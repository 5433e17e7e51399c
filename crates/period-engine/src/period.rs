//! Time periods and their relation algebra.
//!
//! A [`Period`] is a pair of instants plus a shared calendar handle. It
//! answers containment, overlap and ordering questions against another
//! period, counts its own length in calendar units, and moves or resizes
//! itself through the calendar.
//!
//! Two policies differ:
//!
//! - Durations are direction-insensitive. A period whose start is after its
//!   end reports the same durations as its mirror image.
//! - [`Period::relation_to`] is not. Either period being malformed
//!   (`start >= end`) yields [`PeriodRelation::Indeterminate`].

use std::fmt;

use chrono::{DateTime, TimeDelta, Utc};
use serde::ser::SerializeStruct;
use serde::{Deserialize, Serialize, Serializer};

use crate::calendar::{CalendarRef, CalendarUnit, Instant, PeriodSize};
use crate::error::Result;

const NANOS_PER_SECOND: f64 = 1_000_000_000.0;

// ── Enumerations ────────────────────────────────────────────────────────────

/// How another period's boundaries interleave with a reference period's.
///
/// Read each variant as "the other period is ... relative to this one", e.g.
/// `Before` means the other period starts after this one ends.
#[derive(Debug, Clone, Copy, PartialEq, Eq, Hash, Serialize, Deserialize)]
#[serde(rename_all = "snake_case")]
pub enum PeriodRelation {
    After,
    StartTouching,
    StartInside,
    InsideStartTouching,
    EnclosingStartTouching,
    Enclosing,
    EnclosingEndTouching,
    ExactMatch,
    Inside,
    InsideEndTouching,
    EndInside,
    EndTouching,
    Before,
    /// One of the periods is malformed (`start >= end`).
    Indeterminate,
}

/// Whether [`Period::contains_date`] counts the bounds themselves.
#[derive(Debug, Clone, Copy, PartialEq, Eq, Hash, Serialize, Deserialize)]
#[serde(rename_all = "snake_case")]
pub enum IntervalBoundary {
    /// Excludes `start` and `end`.
    Open,
    /// Includes `start` and `end`.
    Closed,
}

/// The point held fixed while lengthening or shortening a period.
#[derive(Debug, Clone, Copy, PartialEq, Eq, Hash, Serialize, Deserialize)]
#[serde(rename_all = "snake_case")]
pub enum AnchorPoint {
    Start,
    Center,
    End,
}

// ── Period ──────────────────────────────────────────────────────────────────

/// A span of time between two instants, evaluated on a shared calendar.
///
/// `Clone` is the period copy: the bounds are duplicated, the calendar handle
/// is shared. Equality compares the bounds only.
///
/// # Examples
///
/// ```
/// use period_engine::{CalendarUnit, GregorianCalendar, Period, PeriodRelation};
///
/// let calendar = GregorianCalendar::utc();
/// let start = calendar.date(2000, 1, 1).unwrap();
/// let january = Period::starting_at(CalendarUnit::Month, start, calendar.shared()).unwrap();
/// assert_eq!(january.end(), calendar.date(2000, 2, 1).unwrap());
///
/// let february =
///     Period::starting_at(CalendarUnit::Month, january.end(), calendar.shared()).unwrap();
/// assert_eq!(january.relation_to(&february), PeriodRelation::EndTouching);
/// assert!(january.intersects(&february));
/// assert!(!january.overlaps_with(&february));
/// ```
#[derive(Clone)]
pub struct Period {
    start: Instant,
    end: Instant,
    calendar: CalendarRef,
}

impl Period {
    pub fn new(start: Instant, end: Instant, calendar: CalendarRef) -> Self {
        Self {
            start,
            end,
            calendar,
        }
    }

    /// A period of `size` beginning at `start`.
    ///
    /// # Errors
    ///
    /// Propagates the calendar's failure when the end is not representable.
    pub fn starting_at(
        size: impl Into<PeriodSize>,
        start: Instant,
        calendar: CalendarRef,
    ) -> Result<Self> {
        let end = calendar.add_size(start, size.into())?;
        Ok(Self::new(start, end, calendar))
    }

    /// A period of `size` finishing at `end`.
    ///
    /// # Errors
    ///
    /// Propagates the calendar's failure when the start is not representable.
    pub fn ending_at(
        size: impl Into<PeriodSize>,
        end: Instant,
        calendar: CalendarRef,
    ) -> Result<Self> {
        let start = calendar.subtract_size(end, size.into())?;
        Ok(Self::new(start, end, calendar))
    }

    /// The largest representable period.
    pub fn all_time(calendar: CalendarRef) -> Self {
        Self::new(DateTime::<Utc>::MIN_UTC, DateTime::<Utc>::MAX_UTC, calendar)
    }

    pub fn start(&self) -> Instant {
        self.start
    }

    pub fn end(&self) -> Instant {
        self.end
    }

    pub fn set_start(&mut self, start: Instant) {
        self.start = start;
    }

    pub fn set_end(&mut self, end: Instant) {
        self.end = end;
    }

    pub fn calendar(&self) -> &CalendarRef {
        &self.calendar
    }

    pub fn is_moment(&self) -> bool {
        self.start == self.end
    }

    /// `start < end`.
    pub fn is_well_formed(&self) -> bool {
        self.start < self.end
    }

    // ── Durations ───────────────────────────────────────────────────────

    fn ordered_bounds(&self) -> (Instant, Instant) {
        if self.start <= self.end {
            (self.start, self.end)
        } else {
            (self.end, self.start)
        }
    }

    /// Whole `unit`s between the bounds, whichever comes first.
    pub fn duration_in(&self, unit: CalendarUnit) -> i64 {
        let (earlier, later) = self.ordered_bounds();
        self.calendar.units_between(earlier, later, unit)
    }

    /// Raw elapsed time between the bounds, never negative.
    pub fn duration(&self) -> TimeDelta {
        let (earlier, later) = self.ordered_bounds();
        later - earlier
    }

    pub fn duration_in_years(&self) -> i64 {
        self.duration_in(CalendarUnit::Year)
    }

    pub fn duration_in_months(&self) -> i64 {
        self.duration_in(CalendarUnit::Month)
    }

    pub fn duration_in_weeks(&self) -> i64 {
        self.duration_in(CalendarUnit::Week)
    }

    pub fn duration_in_days(&self) -> i64 {
        self.duration_in(CalendarUnit::Day)
    }

    pub fn duration_in_hours(&self) -> f64 {
        self.duration_in_seconds() / 3600.0
    }

    pub fn duration_in_minutes(&self) -> f64 {
        self.duration_in_seconds() / 60.0
    }

    pub fn duration_in_seconds(&self) -> f64 {
        let elapsed = self.duration();
        elapsed.num_seconds() as f64 + f64::from(elapsed.subsec_nanos()) / NANOS_PER_SECOND
    }

    // ── Comparisons ─────────────────────────────────────────────────────

    pub fn is_equal_to(&self, other: &Period) -> bool {
        self.start == other.start && self.end == other.end
    }

    /// This period lies within `other`, bounds included.
    pub fn is_inside(&self, other: &Period) -> bool {
        other.start <= self.start && self.end <= other.end
    }

    /// `other` lies within this period, bounds included.
    pub fn contains(&self, other: &Period) -> bool {
        self.start <= other.start && other.end <= self.end
    }

    /// The periods share time beyond a single touching instant.
    pub fn overlaps_with(&self, other: &Period) -> bool {
        (other.start < self.start && other.end > self.start)
            || (other.start >= self.start && other.end <= self.end)
            || (other.start < self.end && other.end > self.end)
    }

    /// The periods share any time, a touching instant included.
    pub fn intersects(&self, other: &Period) -> bool {
        (other.start < self.start && other.end >= self.start)
            || (other.start >= self.start && other.end <= self.end)
            || (other.start <= self.end && other.end > self.end)
    }

    /// Classify where `other` lies relative to this period.
    ///
    /// The checks run from the most specific case to the most general, so a
    /// shared boundary is classified as touching before any inequality row
    /// can claim it.
    pub fn relation_to(&self, other: &Period) -> PeriodRelation {
        if !self.is_well_formed() || !other.is_well_formed() {
            return PeriodRelation::Indeterminate;
        }

        let (s, o) = (self, other);
        if o.end < s.start {
            PeriodRelation::After
        } else if o.end == s.start {
            PeriodRelation::StartTouching
        } else if o.start < s.start && o.end < s.end {
            PeriodRelation::StartInside
        } else if o.start == s.start && o.end > s.end {
            PeriodRelation::InsideStartTouching
        } else if o.start == s.start && o.end < s.end {
            PeriodRelation::EnclosingStartTouching
        } else if o.start > s.start && o.end < s.end {
            PeriodRelation::Enclosing
        } else if o.start > s.start && o.end == s.end {
            PeriodRelation::EnclosingEndTouching
        } else if o.start == s.start && o.end == s.end {
            PeriodRelation::ExactMatch
        } else if o.start < s.start && o.end > s.end {
            PeriodRelation::Inside
        } else if o.start < s.start && o.end == s.end {
            PeriodRelation::InsideEndTouching
        } else if o.start < s.end && o.end > s.end {
            PeriodRelation::EndInside
        } else if o.start == s.end && o.end > s.end {
            PeriodRelation::EndTouching
        } else if o.start > s.end {
            PeriodRelation::Before
        } else {
            PeriodRelation::Indeterminate
        }
    }

    /// Time between the nearer bounds of two disjoint periods; zero when they
    /// intersect.
    pub fn gap_between(&self, other: &Period) -> TimeDelta {
        if self.end < other.start {
            other.start - self.end
        } else if other.end < self.start {
            self.start - other.end
        } else {
            TimeDelta::zero()
        }
    }

    pub fn contains_date(&self, instant: Instant, boundary: IntervalBoundary) -> bool {
        match boundary {
            IntervalBoundary::Open => self.start < instant && instant < self.end,
            IntervalBoundary::Closed => self.start <= instant && instant <= self.end,
        }
    }

    // ── Mutation ────────────────────────────────────────────────────────
    //
    // Each operation computes both new bounds before writing either, so a
    // calendar failure leaves the period untouched.

    /// Move both bounds later by `size`. A negative amount moves them earlier.
    ///
    /// # Errors
    ///
    /// Propagates the calendar's failure; the period is unchanged on error.
    pub fn shift_later(&mut self, size: impl Into<PeriodSize>) -> Result<()> {
        let size = size.into();
        let start = self.calendar.add_size(self.start, size)?;
        let end = self.calendar.add_size(self.end, size)?;
        self.start = start;
        self.end = end;
        Ok(())
    }

    /// Move both bounds earlier by `size`. A negative amount moves them later.
    ///
    /// # Errors
    ///
    /// Propagates the calendar's failure; the period is unchanged on error.
    pub fn shift_earlier(&mut self, size: impl Into<PeriodSize>) -> Result<()> {
        self.shift_later(size.into().negated()?)
    }

    /// Grow the period by `size` around `anchor`.
    ///
    /// A `Center` anchor moves each bound by half of `size`, truncated toward
    /// zero.
    ///
    /// # Errors
    ///
    /// Propagates the calendar's failure; the period is unchanged on error.
    pub fn lengthen(&mut self, anchor: AnchorPoint, size: impl Into<PeriodSize>) -> Result<()> {
        let size = size.into();
        let (start, end) = match anchor {
            AnchorPoint::Start => (self.start, self.calendar.add_size(self.end, size)?),
            AnchorPoint::Center => {
                let half = size.half();
                (
                    self.calendar.subtract_size(self.start, half)?,
                    self.calendar.add_size(self.end, half)?,
                )
            }
            AnchorPoint::End => (self.calendar.subtract_size(self.start, size)?, self.end),
        };
        self.start = start;
        self.end = end;
        Ok(())
    }

    /// Shrink the period by `size` around `anchor`.
    ///
    /// # Errors
    ///
    /// Propagates the calendar's failure; the period is unchanged on error.
    pub fn shorten(&mut self, anchor: AnchorPoint, size: impl Into<PeriodSize>) -> Result<()> {
        self.lengthen(anchor, size.into().negated()?)
    }
}

impl PartialEq for Period {
    fn eq(&self, other: &Self) -> bool {
        self.is_equal_to(other)
    }
}

impl Eq for Period {}

impl fmt::Debug for Period {
    fn fmt(&self, f: &mut fmt::Formatter<'_>) -> fmt::Result {
        f.debug_struct("Period")
            .field("start", &self.start)
            .field("end", &self.end)
            .finish_non_exhaustive()
    }
}

impl fmt::Display for Period {
    fn fmt(&self, f: &mut fmt::Formatter<'_>) -> fmt::Result {
        write!(f, "{} .. {}", self.start.to_rfc3339(), self.end.to_rfc3339())
    }
}

impl Serialize for Period {
    fn serialize<S: Serializer>(&self, serializer: S) -> std::result::Result<S::Ok, S::Error> {
        let mut state = serializer.serialize_struct("Period", 2)?;
        state.serialize_field("start", &self.start)?;
        state.serialize_field("end", &self.end)?;
        state.end()
    }
}

// ── Tests ───────────────────────────────────────────────────────────────────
□ □ □ □ □
WHAT IS EXPECTED =
Set down again, word for word, the stretch of records from the line with "<= self.end && other.end > self.end)" to the line with "can claim it.", both of those lines included.

RESULT FOR THIS EXERCISE =
            || (other.start <= self.end && other.end > self.end)
    }

    /// Classify where `other` lies relative to this period.
    ///
    /// The checks run from the most specific case to the most general, so a
    /// shared boundary is classified as touching before any inequality row
    /// can claim it.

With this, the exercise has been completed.